Chemical and physical data
- Formula: C_{12}H_{17}NO_{2}
- Molar mass: 207.273 g·mol^{−1}
- 3D model (JSmol): Interactive image;
- SMILES O=C1/C=C(\C=C(/N1O)C2CCCCC2)C;
- InChI InChI=1S/C12H17NO2/c1-9-7-11(13(15)12(14)8-9)10-5-3-2-4-6-10/h7-8,10,15H,2-6H2,1H3; Key:SCKYRAXSEDYPSA-UHFFFAOYSA-N;

= Ciclopirox =

Antifungal medication

Ciclopirox is a medication used for the treatment of moderate onychomycosis of fingernails and toenails, and for the treatment of seborrheic dermatitis.

In 2023, it was the 278th most commonly prescribed medication in the United States, with more than 700,000 prescriptions.

==Medical uses==
Ciclopirox is indicated as topical treatment in immunocompetent people with mild to moderate onychomycosis of fingernails and toenails without lunula involvement, due to Trichophyton rubrum, and for the treatment of seborrheic dermatitis.

===Nail infections===
In addition to other formulations, ciclopirox is used in lacquers for topical treatment of onychomycosis (fungal infections of the nails). A meta-analysis of the six trials of nail infections available in 2009 concluded that they provided evidence that topical ciclopirox had poor cure rates, and that amorolfine might be substantially more effective, but more research was required. "Combining data from 2 trials of ciclopiroxolamine versus placebo found treatments failure rates of 61% and 64% for ciclopiroxolamine. These outcomes followed long treatment times (48 weeks) and this makes ciclopiroxolamine a poor choice for nail infections. Better results were observed with the use of amorolfine lacquer; 6% treatment failure rates were found after 1 month of treatment but these data were collected on a very small sample of people and these high rates of success might be unreliable."

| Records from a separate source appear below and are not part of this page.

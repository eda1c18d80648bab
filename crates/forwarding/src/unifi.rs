//! UniFi Network 컨트롤러 클라이언트
//!
//! [`UnifiClient`]는 UniFi 컨트롤러의 포트 포워딩 REST API를 [`ApplianceClient`]로 감쌉니다.
//!
//! # 컨트롤러 종류
//!
//! | 종류 | 감지 | 로그인 경로 | API 접두어 |
//! |------|------|-------------|-----------|
//! | UniFi OS (UDM, UCG 등) | `GET /` 가 200 | `/api/auth/login` | `/proxy/network` |
//! | 클래식 컨트롤러 | 그 외 (리다이렉트 등) | `/api/login` | 없음 |
//!
//! UniFi OS는 로그인 응답의 `X-CSRF-Token` 헤더 값을 이후 요청에 실어야 합니다.
//!
//! # 응답 형식
//!
//! ```text
//! {"meta": {"rc": "ok" | "error", "msg": "..."}, "data": [ ... ]}
//! ```

use std::time::Duration;

use portfwd_core::types::ForwardRule;
use reqwest::header::HeaderMap;
use reqwest::{Method, Response, StatusCode};
use serde::de::DeserializeOwned;
use serde::{Deserialize, Serialize};
use tokio::sync::RwLock;
use tracing::{debug, info, warn};

use crate::appliance::ApplianceClient;
use crate::config::ForwardingConfig;
use crate::error::ForwardingError;

const CSRF_HEADER: &str = "x-csrf-token";
const UPDATED_CSRF_HEADER: &str = "x-updated-csrf-token";
const UNIFI_OS_PREFIX: &str = "/proxy/network";
const CONNECT_TIMEOUT: Duration = Duration::from_secs(10);

/// 응답 봉투
#[derive(Debug, Deserialize)]
struct Envelope<T> {
    meta: Meta,
    #[serde(default = "Vec::new")]
    data: Vec<T>,
}

#[derive(Debug, Deserialize)]
struct Meta {
    rc: String,
    #[serde(default)]
    msg: Option<String>,
}

/// 컨트롤러가 보고하는 포트 포워딩 항목
#[derive(Debug, Clone, Deserialize)]
struct PortForwardEntry {
    #[serde(rename = "_id")]
    id: String,
    #[serde(default)]
    name: String,
    #[serde(default)]
    fwd: String,
    #[serde(default)]
    fwd_port: String,
}

impl PortForwardEntry {
    /// 범위 포트 (`8000-8001`) 항목은 `None`을 반환합니다.
    fn to_rule(&self) -> Option<Result<ForwardRule, ForwardingError>> {
        if self.fwd_port.contains('-') {
            return None;
        }
        let port = match self.fwd_port.trim().parse::<u16>() {
            Ok(port) => port,
            Err(e) => {
                return Some(Err(ForwardingError::InvalidRule {
                    name: self.name.clone(),
                    reason: format!("forward port '{}' is not a port number: {e}", self.fwd_port),
                }));
            }
        };
        Some(Ok(ForwardRule::new(
            self.name.clone(),
            self.fwd.clone(),
            port,
        )))
    }

    fn matches(&self, rule: &ForwardRule) -> bool {
        self.name == rule.name
            && self.fwd == rule.address
            && self.fwd_port.trim().parse::<u16>().ok() == Some(rule.port)
    }
}

/// 생성 요청 본문
#[derive(Debug, Serialize)]
struct NewPortForward<'a> {
    enabled: bool,
    name: &'a str,
    fwd: &'a str,
    fwd_port: String,
    dst_port: String,
    src: &'static str,
    proto: &'static str,
    pfwd_interface: &'static str,
}

impl<'a> From<&'a ForwardRule> for NewPortForward<'a> {
    fn from(rule: &'a ForwardRule) -> Self {
        Self {
            enabled: true,
            name: &rule.name,
            fwd: &rule.address,
            fwd_port: rule.port.to_string(),
            dst_port: rule.port.to_string(),
            src: "any",
            proto: "tcp_udp",
            pfwd_interface: "wan",
        }
    }
}

#[derive(Serialize)]
struct LoginRequest<'a> {
    username: &'a str,
    password: &'a str,
}

/// UniFi 컨트롤러 클라이언트
///
/// 세션 쿠키와 CSRF 토큰을 내부에 보관합니다. 세션이 만료되어 401을 받으면
/// 한 번 다시 로그인한 뒤 같은 요청을 재시도합니다.
pub struct UnifiClient {
    http: reqwest::Client,
    base_url: String,
    site: String,
    username: String,
    password: String,
    unifi_os: bool,
    csrf_token: RwLock<Option<String>>,
}

impl std::fmt::Debug for UnifiClient {
    fn fmt(&self, f: &mut std::fmt::Formatter<'_>) -> std::fmt::Result {
        f.debug_struct("UnifiClient")
            .field("base_url", &self.base_url)
            .field("site", &self.site)
            .field("unifi_os", &self.unifi_os)
            .finish_non_exhaustive()
    }
}

impl UnifiClient {
    /// 컨트롤러 종류를 감지하고 로그인한 클라이언트를 생성합니다.
    ///
    /// # Errors
    ///
    /// - `ForwardingError::Config`: 설정이 유효하지 않음
    /// - `ForwardingError::ApplianceConnection`: 컨트롤러에 연결할 수 없음
    /// - `ForwardingError::ApplianceAuth`: 로그인 실패
    pub async fn connect(config: &ForwardingConfig) -> Result<Self, ForwardingError> {
        config.validate()?;

        if config.insecure {
            warn!(base_url = %config.base_url, "tls certificate verification is disabled");
        }

        let http = reqwest::Client::builder()
            .cookie_store(true)
            .danger_accept_invalid_certs(config.insecure)
            .redirect(reqwest::redirect::Policy::none())
            .connect_timeout(CONNECT_TIMEOUT)
            .build()
            .map_err(|e| {
                ForwardingError::ApplianceConnection(format!("failed to build http client: {e}"))
            })?;

        let base_url = config.base_url.trim_end_matches('/').to_owned();
        let unifi_os = detect_unifi_os(&http, &base_url).await?;

        let client = Self {
            http,
            base_url,
            site: config.site.clone(),
            username: config.username.clone(),
            password: config.password.clone(),
            unifi_os,
            csrf_token: RwLock::new(None),
        };
        client.login().await?;

        info!(
            base_url = %client.base_url,
            site = %client.site,
            unifi_os = client.unifi_os,
            "logged in to unifi controller"
        );
        Ok(client)
    }

    /// UniFi OS 콘솔인지 여부
    pub fn is_unifi_os(&self) -> bool {
        self.unifi_os
    }

    /// 사이트 이름
    pub fn site(&self) -> &str {
        &self.site
    }

    async fn login(&self) -> Result<(), ForwardingError> {
        let path = if self.unifi_os {
            "/api/auth/login"
        } else {
            "/api/login"
        };
        let url = format!("{}{path}", self.base_url);

        let response = self
            .http
            .post(&url)
            .json(&LoginRequest {
                username: &self.username,
                password: &self.password,
            })
            .send()
            .await
            .map_err(|e| ForwardingError::ApplianceConnection(format!("login request failed: {e}")))?;

        let status = response.status();
        if status == StatusCode::UNAUTHORIZED || status == StatusCode::FORBIDDEN {
            return Err(ForwardingError::ApplianceAuth(format!(
                "login rejected for user '{}' (HTTP {status})",
                self.username
            )));
        }
        if !status.is_success() {
            return Err(ForwardingError::ApplianceAuth(format!(
                "unexpected login response: HTTP {status}"
            )));
        }

        if let Some(token) = header_value(response.headers(), CSRF_HEADER) {
            *self.csrf_token.write().await = Some(token);
        }
        debug!(unifi_os = self.unifi_os, "unifi session established");
        Ok(())
    }

    fn portforward_path(&self) -> String {
        let prefix = if self.unifi_os { UNIFI_OS_PREFIX } else { "" };
        format!(
            "{}{prefix}/api/s/{}/rest/portforward",
            self.base_url, self.site
        )
    }

    /// API 요청을 보내고 봉투의 `data`를 반환합니다. 401이면 한 번 재로그인 후 재시도합니다.
    async fn api<T: DeserializeOwned>(
        &self,
        method: Method,
        url: &str,
        body: Option<&serde_json::Value>,
    ) -> Result<Vec<T>, ForwardingError> {
        let mut response = self.send(method.clone(), url, body).await?;
        if response.status() == StatusCode::UNAUTHORIZED {
            debug!(url, "unifi session expired, logging in again");
            self.login().await?;
            response = self.send(method, url, body).await?;
        }
        decode(response).await
    }

    async fn send(
        &self,
        method: Method,
        url: &str,
        body: Option<&serde_json::Value>,
    ) -> Result<Response, ForwardingError> {
        let mut request = self.http.request(method.clone(), url);
        let token = self.csrf_token.read().await.clone();
        if let Some(token) = token {
            request = request.header(CSRF_HEADER, token);
        }
        if let Some(body) = body {
            request = request.json(body);
        }

        let response = request.send().await.map_err(|e| {
            ForwardingError::ApplianceConnection(format!("{method} {url} failed: {e}"))
        })?;

        if let Some(token) = header_value(response.headers(), UPDATED_CSRF_HEADER) {
            *self.csrf_token.write().await = Some(token);
        }
        Ok(response)
    }

    async fn list_entries(&self) -> Result<Vec<PortForwardEntry>, ForwardingError> {
        let url = self.portforward_path();
        self.api(Method::GET, &url, None).await
    }
}

impl ApplianceClient for UnifiClient {
    async fn list(&self) -> Result<Vec<ForwardRule>, ForwardingError> {
        let entries = self.list_entries().await?;
        let mut rules = Vec::with_capacity(entries.len());
        for entry in &entries {
            match entry.to_rule() {
                Some(rule) => rules.push(rule?),
                None => debug!(name = %entry.name, port = %entry.fwd_port, "skipping port range rule"),
            }
        }
        Ok(rules)
    }

    async fn create(&self, rules: &[ForwardRule]) -> Result<(), ForwardingError> {
        let url = self.portforward_path();
        for rule in rules {
            let body = serde_json::to_value(NewPortForward::from(rule)).map_err(|e| {
                ForwardingError::InvalidRule {
                    name: rule.name.clone(),
                    reason: e.to_string(),
                }
            })?;
            self.api::<serde_json::Value>(Method::POST, &url, Some(&body))
                .await?;
            debug!(rule = %rule, "unifi port forward created");
        }
        Ok(())
    }

    async fn delete(&self, rules: &[ForwardRule]) -> Result<(), ForwardingError> {
        // 규칙 ID를 보관하지 않으므로 삭제 직전에 다시 조회합니다
        let entries = self.list_entries().await?;
        let ids: Vec<&str> = entries
            .iter()
            .filter(|entry| rules.iter().any(|rule| entry.matches(rule)))
            .map(|entry| entry.id.as_str())
            .collect();

        let base = self.portforward_path();
        for id in ids {
            let url = format!("{base}/{id}");
            self.api::<serde_json::Value>(Method::DELETE, &url, None)
                .await?;
            debug!(id, "unifi port forward deleted");
        }
        Ok(())
    }
}

/// 컨트롤러 루트가 200을 반환하면 UniFi OS로 판단합니다.
///
/// 클래식 컨트롤러는 루트 요청을 `/manage`로 리다이렉트합니다.
async fn detect_unifi_os(http: &reqwest::Client, base_url: &str) -> Result<bool, ForwardingError> {
    let response = http.get(base_url).send().await.map_err(|e| {
        ForwardingError::ApplianceConnection(format!("failed to reach {base_url}: {e}"))
    })?;
    let unifi_os = response.status() == StatusCode::OK;
    debug!(status = %response.status(), unifi_os, "detected unifi controller type");
    Ok(unifi_os)
}

async fn decode<T: DeserializeOwned>(response: Response) -> Result<Vec<T>, ForwardingError> {
    let status = response.status();
    let text = response.text().await.map_err(|e| {
        ForwardingError::ApplianceConnection(format!("failed to read response body: {e}"))
    })?;

    if status == StatusCode::UNAUTHORIZED || status == StatusCode::FORBIDDEN {
        return Err(ForwardingError::ApplianceAuth(format!(
            "request rejected (HTTP {status})"
        )));
    }

    let envelope: Envelope<T> = serde_json::from_str(&text).map_err(|e| {
        ForwardingError::ApplianceApi(format!("unexpected response (HTTP {status}): {e}"))
    })?;

    if envelope.meta.rc != "ok" {
        let msg = envelope.meta.msg.unwrap_or(envelope.meta.rc);
        return Err(ForwardingError::ApplianceApi(msg));
    }
    if !status.is_success() {
        return Err(ForwardingError::ApplianceApi(format!("HTTP {status}")));
    }
    Ok(envelope.data)
}

fn header_value(headers: &HeaderMap, name: &str) -> Option<String> {
    headers
        .get(name)
        .and_then(|v| v.to_str().ok())
        .map(str::to_owned)
}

Efinaconazole, an azole antifungal, led to cure rates two or three times better than the next-best topical treatment, ciclopirox.

==Pharmacology==

===Pharmacodynamics===
In contrast to the azoles and other antimycotic drugs, the mechanism of action of ciclopirox is poorly understood. However, loss of function of certain catalase and peroxidase enzymes has been implicated as the mechanism of action, as well as various other components of cellular metabolism. In a study conducted to further elucidate ciclopirox's mechanism, several Saccharomyces cerevisiae mutants were screened and tested. Results from interpretation of the effects of both the drug treatment and mutation suggested that ciclopirox may exert its effect by disrupting DNA repair, cell division signals and structures (mitotic spindles), as well as some elements of intracellular transport.

==Chemistry==
Ciclopirox is a N-hydroxypyridone. Structurally, ciclopirox is the N-oxide of a 2-hydroxypyridine derivative and therefore can be termed a hydroxypyridine antifungal agent. Additionally, the structure as drawn above is the lactam tautomer which shows the molecule being an N-hydroxy-2-pyridone, hence the classification of ciclopirox as a 2-pyridone antifungal agent.

== Society and culture ==
=== Brand names ===
It is sold under many brand names worldwide.

== Research ==
In 2007, it was investigated as an alternative to ketoconazole for seborrhoeic dermatitis, as it suppresses growth of the yeast Malassezia furfur. Initial results showed similar efficacy to ketoconazole with a relative increase in subjective symptom relief due to its inherent anti-inflammatory properties.